Undoubtedly, slightly swollen dividend yields in the bank stocks accompany slightly higher risks. We are headed for a recession, after all. In addition, bank yields may not be nearly as enticing in today’s high-rate world. Back when rates were at or around the floor, a 3-5% yield would have been incredibly attractive.

Nowadays, you can score a 5% rate on a risk-free asset, like a GIC (Guaranteed Investment Certificate) at your local bank. And you can sleep easy knowing that the invested principal isn’t going anywhere, even if the coming recession is far more hideous than pundits expect.

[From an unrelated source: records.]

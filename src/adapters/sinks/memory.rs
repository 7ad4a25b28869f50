//! In-memory trial sink for testing and for callers that post-process the log.

use anyhow::Result;
use async_trait::async_trait;
use std::sync::Arc;
use tokio::sync::RwLock;

use crate::domain::models::{SessionSummary, TrialRecord};
use crate::domain::ports::TrialSink;

#[derive(Debug, Clone, Default)]
pub struct MemoryTrialSink {
    records: Arc<RwLock<Vec<TrialRecord>>>,
    summary: Arc<RwLock<Option<SessionSummary>>>,
}

impl MemoryTrialSink {
    pub fn new() -> Self {
        Self::default()
    }

    /// Records received so far
    pub async fn records(&self) -> Vec<TrialRecord> {
        self.records.read().await.clone()
    }

    /// Summary, once the session has finished
    pub async fn summary(&self) -> Option<SessionSummary> {
        self.summary.read().await.clone()
    }
}

#[async_trait]
impl TrialSink for MemoryTrialSink {
    async fn record(&self, record: &TrialRecord) -> Result<()> {
        self.records.write().await.push(record.clone());
        Ok(())
    }

    async fn finish(&self, summary: &SessionSummary) -> Result<()> {
        *self.summary.write().await = Some(summary.clone());
        Ok(())
    }
}
//! Command-line interface.

pub mod commands;
pub mod output;
pub mod types;

pub use types::{Cli, Commands};

use console::style;

/// Report a fatal command error and exit with status 1
pub fn handle_error(err: anyhow::Error, json_mode: bool) -> ! {
    if json_mode {
        let chain: Vec<String> = err.chain().map(ToString::to_string).collect();
        let body = serde_json::json!({
            "success": false,
            "error": err.to_string(),
            "causes": chain.get(1..).unwrap_or_default(),
        });
        println!("{}", serde_json::to_string_pretty(&body).unwrap_or_default());
    } else {
        eprintln!("{} {err:#}", style("Error:").red().bold());
    }
    std::process::exit(1);
}
//! Titrate CLI entry point.

use clap::Parser;

use titrate::cli::{Cli, Commands};
use titrate::{ConfigLoader, LoggerImpl};

#[tokio::main]
async fn main() {
    let cli = Cli::parse();

    let config = match cli.config.as_deref() {
        Some(path) => ConfigLoader::load_from_file(path),
        None => ConfigLoader::load(),
    };
    let config = match config {
        Ok(config) => config,
        Err(err) => titrate::cli::handle_error(err, cli.json),
    };

    let _logger = match LoggerImpl::init(&config.logging) {
        Ok(logger) => logger,
        Err(err) => titrate::cli::handle_error(err, cli.json),
    };

    let result = match cli.command {
        Commands::Run(args) => titrate::cli::commands::run::execute(args, config, cli.json).await,
        Commands::Simulate(args) => {
            titrate::cli::commands::simulate::execute(args, config, cli.json).await
        }
        Commands::Config(args) => titrate::cli::commands::config::execute(args, config, cli.json).await,
    };

    if let Err(err) = result {
        titrate::cli::handle_error(err, cli.json);
    }
}
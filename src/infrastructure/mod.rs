//! Infrastructure layer: configuration loading and logging setup.

pub mod config;
pub mod logging;
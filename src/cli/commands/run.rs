//! Implementation of the `titrate run` command.

use anyhow::Result;
use clap::Args;
use serde::Serialize;
use std::path::PathBuf;

use crate::adapters::runners::ConsoleTrialRunner;
use crate::cli::output::{output, render_summary, CommandOutput};
use crate::domain::models::{Config, SessionConfig, SessionSummary};
use crate::infrastructure::config::ConfigLoader;
use crate::services::SessionOrchestrator;

#[derive(Args, Debug, Default)]
pub struct RunArgs {
    /// Seed the session RNG for a reproducible schedule
    #[arg(long)]
    pub seed: Option<u64>,

    /// Append trial records to this JSON-lines file
    #[arg(long, value_name = "PATH")]
    pub trial_log: Option<PathBuf>,

    /// Override repeats per condition
    #[arg(long)]
    pub repeats: Option<u32>,

    /// Stop after this many titration trials
    #[arg(long)]
    pub budget: Option<u32>,

    /// Keep previous trials on screen
    #[arg(long)]
    pub no_clear: bool,
}

impl RunArgs {
    /// Apply command-line overrides on top of loaded configuration
    pub fn apply(&self, session: &mut SessionConfig) {
        if let Some(seed) = self.seed {
            session.seed = Some(seed);
        }
        if let Some(repeats) = self.repeats {
            session.repeats_per_condition = repeats;
        }
        if let Some(budget) = self.budget {
            session.trial_budget = Some(budget);
        }
    }
}

#[derive(Debug, Serialize)]
pub struct SessionOutput {
    pub success: bool,
    pub trial_log: Option<PathBuf>,
    pub summary: SessionSummary,
}

impl CommandOutput for SessionOutput {
    fn to_human(&self) -> String {
        let mut text = render_summary(&self.summary);
        if let Some(path) = &self.trial_log {
            text.push_str(&format!("\n\nTrial log written to {}", path.display()));
        }
        text
    }

    fn to_json(&self) -> serde_json::Value {
        serde_json::to_value(self).unwrap_or_default()
    }
}

pub async fn execute(args: RunArgs, mut config: Config, json_mode: bool) -> Result<()> {
    args.apply(&mut config.session);
    ConfigLoader::validate(&config)?;

    let sink = super::open_sink(args.trial_log.as_deref()).await?;
    let runner = ConsoleTrialRunner::new().with_clear_between_trials(!args.no_clear);
    let mut orchestrator = SessionOrchestrator::new(config.session, runner, sink);

    let summary = orchestrator.run().await?;

    output(
        &SessionOutput {
            success: true,
            trial_log: args.trial_log,
            summary,
        },
        json_mode,
    );
    Ok(())
}
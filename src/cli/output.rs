//! Output formatting utilities for the CLI.

use comfy_table::{presets, Cell, CellAlignment, ContentArrangement, Table};
use console::style;
use serde::Serialize;

use crate::domain::models::{ConditionSummary, SessionSummary};

pub trait CommandOutput: Serialize {
    fn to_human(&self) -> String;
    fn to_json(&self) -> serde_json::Value;
}

pub fn output<T: CommandOutput>(result: &T, json_mode: bool) {
    if json_mode {
        println!("{}", serde_json::to_string_pretty(&result.to_json()).unwrap_or_default());
    } else {
        println!("{}", result.to_human());
    }
}

/// Create a standard list table with the given headers.
pub fn list_table(headers: &[&str]) -> Table {
    let mut table = Table::new();
    table
        .load_preset(presets::NOTHING)
        .set_content_arrangement(ContentArrangement::Dynamic)
        .set_header(
            headers
                .iter()
                .map(|h| Cell::new(h.to_uppercase()).set_alignment(CellAlignment::Left)),
        );
    table
}

/// Per-condition results table
pub fn conditions_table(conditions: &[ConditionSummary]) -> Table {
    let mut table = list_table(&["condition", "kind", "trials", "bracket", "estimate", "status"]);
    for c in conditions {
        let s = &c.snapshot;
        table.add_row(vec![
            Cell::new(&c.id),
            Cell::new(c.kind),
            Cell::new(c.trials_completed).set_alignment(CellAlignment::Right),
            Cell::new(format!("{}-{} / {}-{}", s.bmax, s.bmin, s.tmin, s.tmax)),
            Cell::new(format!("{:.0}", c.estimate)).set_alignment(CellAlignment::Right),
            Cell::new(if c.resolved { "resolved" } else { "open" }),
        ]);
    }
    table
}

/// Human-readable session report
pub fn render_summary(summary: &SessionSummary) -> String {
    let mut lines = vec![
        format!("{} {}", style("Session").bold(), summary.session_id),
        format!(
            "{} titration trials, {} filler trials, {}/{} conditions resolved",
            summary.total_trials_run,
            summary.filler_trials_run,
            summary.resolved_count,
            summary.condition_count
        ),
        String::new(),
        conditions_table(&summary.conditions).to_string(),
    ];

    match &summary.payoff {
        Some(payoff) => {
            lines.push(String::new());
            lines.push(format!(
                "{} trial #{} ({}): chose {} -> {}",
                style("Payoff").bold(),
                payoff.source_trial_index,
                payoff.condition_id,
                payoff.chosen_label,
                payoff.payout
            ));
        }
        None => {
            lines.push(String::new());
            lines.push(format!("{} none (no titration trials completed)", style("Payoff").bold()));
        }
    }

    lines.join("\n")
}

#[cfg(test)]
mod tests {
    use super::*;
    use crate::domain::models::{ConditionStore, SessionState};

    #[test]
    fn test_conditions_table_lists_every_condition() {
        let store = ConditionStore::initialize(1000, &[7, 30], &[50]);
        let summary = SessionState::new(store).summary(None);
        let rendered = conditions_table(&summary.conditions).to_string();

        assert!(rendered.contains("CONDITION"));
        assert!(rendered.contains("t1"));
        assert!(rendered.contains("t2"));
        assert!(rendered.contains("p1"));
        assert!(!rendered.contains("filler"));
        assert!(rendered.contains("0-0 / 1000-1000"));
    }

    #[test]
    fn test_summary_without_payoff() {
        let store = ConditionStore::initialize(1000, &[7], &[]);
        let summary = SessionState::new(store).summary(None);
        let rendered = render_summary(&summary);
        assert!(rendered.contains("0/1 conditions resolved"));
        assert!(rendered.contains("no titration trials completed"));
    }
}
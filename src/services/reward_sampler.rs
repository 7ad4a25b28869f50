use rand::Rng;
use tracing::{error, trace};

use crate::domain::errors::{DomainResult, TitrationError};
use crate::domain::models::Condition;

/// Draws the reward amount to offer on the next trial of a condition
///
/// Amounts are uniform over the outer bracket `[bmax, tmax]`, quantized to
/// multiples of the step size. Filler conditions draw from the full
/// `[0, standard_amount]` range instead.
#[derive(Debug, Clone, Copy)]
pub struct RewardSampler {
    step_size: u32,
    standard_amount: u32,
}

impl RewardSampler {
    /// Create a sampler; `step_size` must be non-zero
    pub const fn new(step_size: u32, standard_amount: u32) -> Self {
        Self {
            step_size,
            standard_amount,
        }
    }

    pub const fn step_size(&self) -> u32 {
        self.step_size
    }

    /// The inclusive range a condition's offer is drawn from
    pub const fn range_for(&self, condition: &Condition) -> (u32, u32) {
        if condition.kind.is_filler() {
            (0, self.standard_amount)
        } else {
            (condition.bmax, condition.tmax)
        }
    }

    /// Draw an offer for `condition`
    ///
    /// # Errors
    ///
    /// [`TitrationError::DegenerateRange`] when `tmax < bmax`. That can only
    /// happen if the bracket ordering was broken upstream, and the session
    /// must not continue on corrupted state.
    pub fn sample<R: Rng + ?Sized>(&self, condition: &Condition, rng: &mut R) -> DomainResult<u32> {
        let (lo, hi) = self.range_for(condition);
        if hi < lo {
            error!(
                condition_id = %condition.id,
                bmax = lo,
                tmax = hi,
                "bracket ordering violated; refusing to sample"
            );
            return Err(TitrationError::DegenerateRange {
                condition_id: condition.id.clone(),
                bmax: lo,
                tmax: hi,
            });
        }

        let offered = sample_quantized(lo, hi, self.step_size, rng);
        trace!(condition_id = %condition.id, lo, hi, offered, "sampled reward");
        Ok(offered)
    }
}

/// `round(u * (hi/step - lo/step) + lo/step) * step` with `u ~ U[0, 1)`.
///
/// A zero-width range returns `lo` without consuming randomness.
pub fn sample_quantized<R: Rng + ?Sized>(lo: u32, hi: u32, step_size: u32, rng: &mut R) -> u32 {
    if lo >= hi {
        return lo;
    }

    let step = f64::from(step_size.max(1));
    let lo_steps = f64::from(lo) / step;
    let hi_steps = f64::from(hi) / step;
    let u: f64 = rng.gen();
    let steps = u.mul_add(hi_steps - lo_steps, lo_steps).round();

    (steps * step) as u32
}
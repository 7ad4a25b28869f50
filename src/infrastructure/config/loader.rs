use anyhow::{Context, Result};
use figment::Figment;
use figment::providers::{Env, Format, Serialized, Yaml};
use std::collections::HashSet;
use std::path::Path;
use thiserror::Error;

use crate::domain::models::config::Config;

/// Directory holding project-local configuration
pub const CONFIG_DIR: &str = ".titrate";

/// Prefix for environment overrides; `__` separates nested keys
pub const ENV_PREFIX: &str = "TITRATE_";

/// Configuration error types
#[derive(Error, Debug, PartialEq, Eq)]
pub enum ConfigError {
    #[error("Invalid step_size: {0}. Must be positive")]
    InvalidStepSize(u32),

    #[error("Invalid standard_amount: {0}. Must be positive")]
    InvalidStandardAmount(u32),

    #[error("standard_amount ({standard_amount}) must be a multiple of step_size ({step_size})")]
    StandardNotOnStepGrid { standard_amount: u32, step_size: u32 },

    #[error("At least one temporal delay or probability level is required")]
    NoConditions,

    #[error("Invalid probability level: {0}. Must be between 1 and 100")]
    InvalidProbability(u32),

    #[error("Duplicate {kind} level: {value}")]
    DuplicateLevel { kind: &'static str, value: u32 },

    #[error("Invalid repeats_per_condition: {0}. Must be at least 1")]
    InvalidRepeats(u32),

    #[error("Invalid trial_budget: {0}. Must be at least 1")]
    InvalidTrialBudget(u32),

    #[error("Invalid max_invalid_responses: {0}. Must be at least 1")]
    InvalidMaxInvalidResponses(u32),

    #[error("Invalid log level: {0}. Must be one of: trace, debug, info, warn, error")]
    InvalidLogLevel(String),
}

/// Configuration loader with hierarchical merging
pub struct ConfigLoader;

impl ConfigLoader {
    /// Load configuration relative to the working directory
    ///
    /// Precedence (lowest to highest):
    /// 1. Programmatic defaults (Serialized)
    /// 2. .titrate/config.yaml (project config)
    /// 3. .titrate/local.yaml (local overrides, optional)
    /// 4. Environment variables (TITRATE_* prefix, highest priority)
    pub fn load() -> Result<Config> {
        Self::load_from_dir(".")
    }

    /// Same as [`ConfigLoader::load`] with `root` in place of the working directory
    pub fn load_from_dir(root: impl AsRef<Path>) -> Result<Config> {
        let dir = root.as_ref().join(CONFIG_DIR);
        let config: Config = Figment::new()
            .merge(Serialized::defaults(Config::default()))
            .merge(Yaml::file(dir.join("config.yaml")))
            .merge(Yaml::file(dir.join("local.yaml")))
            .merge(Env::prefixed(ENV_PREFIX).split("__"))
            .extract()
            .context("Failed to extract configuration from figment")?;

        Self::validate(&config)?;
        Ok(config)
    }

    /// Load configuration from a specific file, still honouring environment overrides
    pub fn load_from_file(path: impl AsRef<Path>) -> Result<Config> {
        let path = path.as_ref();
        if !path.exists() {
            anyhow::bail!("Config file not found: {}", path.display());
        }

        let config: Config = Figment::new()
            .merge(Serialized::defaults(Config::default()))
            .merge(Yaml::file(path))
            .merge(Env::prefixed(ENV_PREFIX).split("__"))
            .extract()
            .with_context(|| format!("Failed to load config from {}", path.display()))?;

        Self::validate(&config)?;
        Ok(config)
    }

    /// Validate configuration after loading
    pub fn validate(config: &Config) -> Result<(), ConfigError> {
        let session = &config.session;

        if session.step_size == 0 {
            return Err(ConfigError::InvalidStepSize(session.step_size));
        }

        if session.standard_amount == 0 {
            return Err(ConfigError::InvalidStandardAmount(session.standard_amount));
        }

        // Offers are multiples of the step, so the standard must be one too
        if session.standard_amount % session.step_size != 0 {
            return Err(ConfigError::StandardNotOnStepGrid {
                standard_amount: session.standard_amount,
                step_size: session.step_size,
            });
        }

        if session.condition_count() == 0 {
            return Err(ConfigError::NoConditions);
        }

        if let Some(&p) = session
            .probability_levels
            .iter()
            .find(|&&p| p == 0 || p > 100)
        {
            return Err(ConfigError::InvalidProbability(p));
        }

        check_unique("temporal delay", &session.temporal_delay_levels)?;
        check_unique("probability", &session.probability_levels)?;

        if session.repeats_per_condition == 0 {
            return Err(ConfigError::InvalidRepeats(session.repeats_per_condition));
        }

        if let Some(budget) = session.trial_budget.filter(|&b| b == 0) {
            return Err(ConfigError::InvalidTrialBudget(budget));
        }

        if session.max_invalid_responses == 0 {
            return Err(ConfigError::InvalidMaxInvalidResponses(
                session.max_invalid_responses,
            ));
        }

        let valid_log_levels = ["trace", "debug", "info", "warn", "error"];
        if !valid_log_levels.contains(&config.logging.level.to_lowercase().as_str()) {
            return Err(ConfigError::InvalidLogLevel(config.logging.level.clone()));
        }

        Ok(())
    }
}

fn check_unique(kind: &'static str, levels: &[u32]) -> Result<(), ConfigError> {
    let mut seen = HashSet::new();
    match levels.iter().find(|&&level| !seen.insert(level)) {
        Some(&value) => Err(ConfigError::DuplicateLevel { kind, value }),
        None => Ok(()),
    }
}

Banking on the big bank dividends!

For now, the risks with banks, I believe, are worth bearing. Though GICs and risk-free rates are far more competitive, I’d argue that rates will not stay at these heights for long. Though a few more rate hikes from the Bank of Canada are definitely possible in the second half of this year, rates are expected to peak and decline in a few years down the road. Maybe rates will fall in mid- to late 2024 or perhaps 2025.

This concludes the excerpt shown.